### [WHAT TO WORK ON]
Retype each entry. Leave every word as it is.

### [GIVEN DATA]
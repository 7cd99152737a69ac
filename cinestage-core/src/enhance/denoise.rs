// ============================================================================
// cinestage-core/src/enhance/denoise.rs
// ============================================================================
//
// DENOISE: hqdn3d Through the Transcode Engine

use super::{EnhanceOutput, h264_encode};
use crate::config::DenoiseParams;
use crate::error::CoreResult;
use crate::external::{Filter, FilterGraph};
use crate::logging::log_subsection;
use crate::media::MediaArtifact;
use crate::pipeline::StageContext;

use log::info;
use serde_json::json;
use std::path::Path;

/// The hqdn3d filter for `params`.
pub fn denoise_filter(params: &DenoiseParams) -> FilterGraph {
    FilterGraph::simple([Filter::new("hqdn3d")
        .pos(params.luma_spatial)
        .pos(params.chroma_spatial)
        .pos(params.luma_temporal)
        .pos(params.chroma_temporal)])
}

/// Denoises `input` into `output`.
///
/// `noise_variance` is the evidence the gate used; it is recorded in the
/// stage metadata.
pub fn denoise(
    ctx: &StageContext<'_>,
    input: &MediaArtifact,
    output: &Path,
    noise_variance: f64,
) -> CoreResult<EnhanceOutput> {
    log_subsection("Denoise");
    let enhance = &ctx.config.enhance;
    let filter = denoise_filter(&enhance.denoise);
    info!("Applying {} to {}", filter.render(), input.path.display());

    let command = ctx
        .config
        .tools
        .ffmpeg()
        .opt("-i", &input.path)
        .filter("-vf", &filter);
    let command = h264_encode(command, enhance)
        .opt("-c:a", "copy")
        .output(output);
    ctx.invoker.execute(&command, ctx.cancel)?;

    let artifact = ctx.prober.probe(output)?;
    info!("Denoised artifact: {}", artifact.path.display());
    Ok(EnhanceOutput {
        metadata: json!({
            "noise_variance": noise_variance,
            "filter": filter.render(),
            "crf": enhance.crf,
            "preset": enhance.preset,
            "input": input.path,
        }),
        artifact,
    })
}

#[cfg(test)]
mod tests {
    use super::*;

    #[test]
    fn default_filter_renders_like_ffmpeg_expects() {
        assert_eq!(denoise_filter(&DenoiseParams::default()).render(), "hqdn3d=4:3:6:4.5");
    }
}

### [TASK RESPONSE]
repository 7cd99152737a69ac
filename cinestage-core/src/enhance/denoise.rs
// ============================================================================
// cinestage-core/src/enhance/denoise.rs
// ============================================================================
//
// DENOISE: hqdn3d Through the Transcode Engine

use super::{EnhanceOutput, h264_encode};
use crate::config::DenoiseParams;
use crate::error::CoreResult;
use crate::external::{Filter, FilterGraph};
use crate::logging::log_subsection;
use crate::media::MediaArtifact;
use crate::pipeline::StageContext;

use log::info;
use serde_json::json;
use std::path::Path;

/// The hqdn3d filter for `params`.
pub fn denoise_filter(params: &DenoiseParams) -> FilterGraph {
    FilterGraph::simple([Filter::new("hqdn3d")
        .pos(params.luma_spatial)
        .pos(params.chroma_spatial)
        .pos(params.luma_temporal)
        .pos(params.chroma_temporal)])
}

/// Denoises `input` into `output`.
///
/// `noise_variance` is the evidence the gate used; it is recorded in the
/// stage metadata.
pub fn denoise(
    ctx: &StageContext<'_>,
    input: &MediaArtifact,
    output: &Path,
    noise_variance: f64,
) -> CoreResult<EnhanceOutput> {
    log_subsection("Denoise");
    let enhance = &ctx.config.enhance;
    let filter = denoise_filter(&enhance.denoise);
    info!("Applying {} to {}", filter.render(), input.path.display());

    let command = ctx
        .config
        .tools
        .ffmpeg()
        .opt("-i", &input.path)
        .filter("-vf", &filter);
    let command = h264_encode(command, enhance)
        .opt("-c:a", "copy")
        .output(output);
    ctx.invoker.execute(&command, ctx.cancel)?;

    let artifact = ctx.prober.probe(output)?;
    info!("Denoised artifact: {}", artifact.path.display());
    Ok(EnhanceOutput {
        metadata: json!({
            "noise_variance": noise_variance,
            "filter": filter.render(),
            "crf": enhance.crf,
            "preset": enhance.preset,
            "input": input.path,
        }),
        artifact,
    })
}

#[cfg(test)]
mod tests {
    use super::*;

    #[test]
    fn default_filter_renders_like_ffmpeg_expects() {
        assert_eq!(denoise_filter(&DenoiseParams::default()).render(), "hqdn3d=4:3:6:4.5");
    }
}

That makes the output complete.